(Material for this exercise begins)
// CLASSIFICATION: COMMUNITY
// Filename: lsfm.rs v0.1
// Author: Lukas Bower
// Date Modified: 2026-10-18

//! Light-secure falcon manager.
//!
//! Once the RTOS runs it owns the write-protected region and can bootstrap
//! LS falcons such as FECS and GPCCS on the host's behalf. The handshake is
//! two ACR RPCs whose completions land in the flags below.

use log::{debug, info};

use super::Pmu;
use crate::error::{PmuError, PmuResult};
use crate::pmu::fw_ver::CmdLineArgs;
use crate::pmu::ipc::RpcRequest;
use crate::pmu::msg::{
    PMU_UNIT_ACR, NV_PMU_RPC_ID_ACR_BOOTSTRAP_FALCON, NV_PMU_RPC_ID_ACR_INIT_WPR_REGION,
};
use crate::util::FencedU32;

pub const FALCON_ID_FECS: u32 = 2;
pub const FALCON_ID_GPCCS: u32 = 3;
pub const FALCON_ID_INVALID: u32 = 0xffff_ffff;

/// WPR region the RTOS is asked to initialise.
pub const LSF_WPR_REGION_ID: u32 = 1;
/// Reset the falcon before loading it.
pub const ACR_BOOTSTRAP_FLAGS_RESET_YES: u32 = 0;

/// PMU clock reported to the RTOS through its boot arguments.
pub const PMU_CPU_FREQ_HZ: u32 = 204_000_000;

#[derive(Debug)]
pub struct LsfManager {
    wpr_init_done: FencedU32,
    loaded_falcon_id: FencedU32,
}

impl Default for LsfManager {
    fn default() -> Self {
        Self {
            wpr_init_done: FencedU32::new(0),
            loaded_falcon_id: FencedU32::new(FALCON_ID_INVALID),
        }
    }
}

impl LsfManager {
    pub fn new() -> Self {
        Self::default()
    }

    #[must_use]
    pub fn wpr_init_done(&self) -> &FencedU32 {
        &self.wpr_init_done
    }

    #[must_use]
    pub fn loaded_falcon_id(&self) -> &FencedU32 {
        &self.loaded_falcon_id
    }

    pub(crate) fn complete_wpr_init(&self) {
        self.wpr_init_done.publish(1);
    }

    pub(crate) fn complete_bootstrap(&self, falcon_id: u32) {
        self.loaded_falcon_id.publish(falcon_id);
    }

    pub fn clean(&self) {
        self.wpr_init_done.publish(0);
        self.loaded_falcon_id.publish(FALCON_ID_INVALID);
    }
}

impl Pmu {
    /// Write the boot arguments to the top of DMEM.
    pub fn ls_pmu_cmdline_args_copy(&self) -> PmuResult<()> {
        let ops = self.fw_ops()?;
        let mut args = CmdLineArgs {
            cpu_freq_hz: PMU_CPU_FREQ_HZ,
            secure_mode: self.cfg.secure_boot,
            raise_priv_sec: self.cfg.secure_boot,
            ..CmdLineArgs::default()
        };
        if let Some(ss) = self.super_surface.try_get() {
            if let Ok(mem) = ss.mem() {
                args.super_surface_base = mem.gpu_va();
                args.super_surface_size = ss.size();
            }
        }
        let bytes = ops.encode_cmd_line_args(&args);
        let dmem_size = self.hal.falcon.dmem_size();
        let offset = dmem_size
            .checked_sub(ops.cmd_line_args_size())
            .ok_or(PmuError::InvalidArgument("boot arguments larger than DMEM"))?;
        debug!("PMU boot arguments at DMEM {offset:#x}, {} bytes", bytes.len());
        self.hal.falcon.copy_to_dmem(offset, &bytes)
    }

    /// Ask the RTOS to set up the WPR region.
    pub fn lsfm_init_wpr_region(&self) -> PmuResult<()> {
        let mut params = Vec::with_capacity(8);
        params.extend_from_slice(&LSF_WPR_REGION_ID.to_le_bytes());
        params.extend_from_slice(&0u32.to_le_bytes());
        self.rpc_execute(
            RpcRequest::new(PMU_UNIT_ACR, NV_PMU_RPC_ID_ACR_INIT_WPR_REGION, params),
            false,
            None,
        )?;
        Ok(())
    }

    /// Have the RTOS load LS falcon `falcon_id` out of the WPR region.
    pub fn lsfm_bootstrap_ls_falcon(&self, falcon_id: u32) -> PmuResult<()> {
        let lsfm = self.lsfm.get()?;
        let timeout = self.cfg.cmd_timeout_ms;
        if lsfm.wpr_init_done().observe() == 0 {
            self.lsfm_init_wpr_region()?;
            self.wait_message_cond(timeout, lsfm.wpr_init_done(), 1)?;
        }
        lsfm.loaded_falcon_id().publish(FALCON_ID_INVALID);

        let mut params = Vec::with_capacity(8);
        params.extend_from_slice(&falcon_id.to_le_bytes());
        params.extend_from_slice(&ACR_BOOTSTRAP_FLAGS_RESET_YES.to_le_bytes());
        self.rpc_execute(
            RpcRequest::new(PMU_UNIT_ACR, NV_PMU_RPC_ID_ACR_BOOTSTRAP_FALCON, params),
            false,
            None,
        )?;
        self.wait_message_cond(timeout, lsfm.loaded_falcon_id(), falcon_id)?;
        info!("LS falcon {falcon_id} bootstrapped by PMU");
        Ok(())
    }
}

#[cfg(test)]
mod tests {
    use super::*;

    #[test]
    fn clean_resets_handshake_flags() {
        let lsfm = LsfManager::new();
        lsfm.complete_wpr_init();
        lsfm.complete_bootstrap(FALCON_ID_FECS);
        lsfm.clean();
        assert_eq!(lsfm.wpr_init_done().observe(), 0);
        assert_eq!(lsfm.loaded_falcon_id().observe(), FALCON_ID_INVALID);
    }
}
(Material for this exercise ends)
Your assignment:
Output exactly the leading lines of the data, up to and including the line marked by "#[derive(Debug)]".

Task response:
// CLASSIFICATION: COMMUNITY
// Filename: lsfm.rs v0.1
// Author: Lukas Bower
// Date Modified: 2026-10-18

//! Light-secure falcon manager.
//!
//! Once the RTOS runs it owns the write-protected region and can bootstrap
//! LS falcons such as FECS and GPCCS on the host's behalf. The handshake is
//! two ACR RPCs whose completions land in the flags below.

use log::{debug, info};

use super::Pmu;
use crate::error::{PmuError, PmuResult};
use crate::pmu::fw_ver::CmdLineArgs;
use crate::pmu::ipc::RpcRequest;
use crate::pmu::msg::{
    PMU_UNIT_ACR, NV_PMU_RPC_ID_ACR_BOOTSTRAP_FALCON, NV_PMU_RPC_ID_ACR_INIT_WPR_REGION,
};
use crate::util::FencedU32;

pub const FALCON_ID_FECS: u32 = 2;
pub const FALCON_ID_GPCCS: u32 = 3;
pub const FALCON_ID_INVALID: u32 = 0xffff_ffff;

/// WPR region the RTOS is asked to initialise.
pub const LSF_WPR_REGION_ID: u32 = 1;
/// Reset the falcon before loading it.
pub const ACR_BOOTSTRAP_FLAGS_RESET_YES: u32 = 0;

/// PMU clock reported to the RTOS through its boot arguments.
pub const PMU_CPU_FREQ_HZ: u32 = 204_000_000;

#[derive(Debug)]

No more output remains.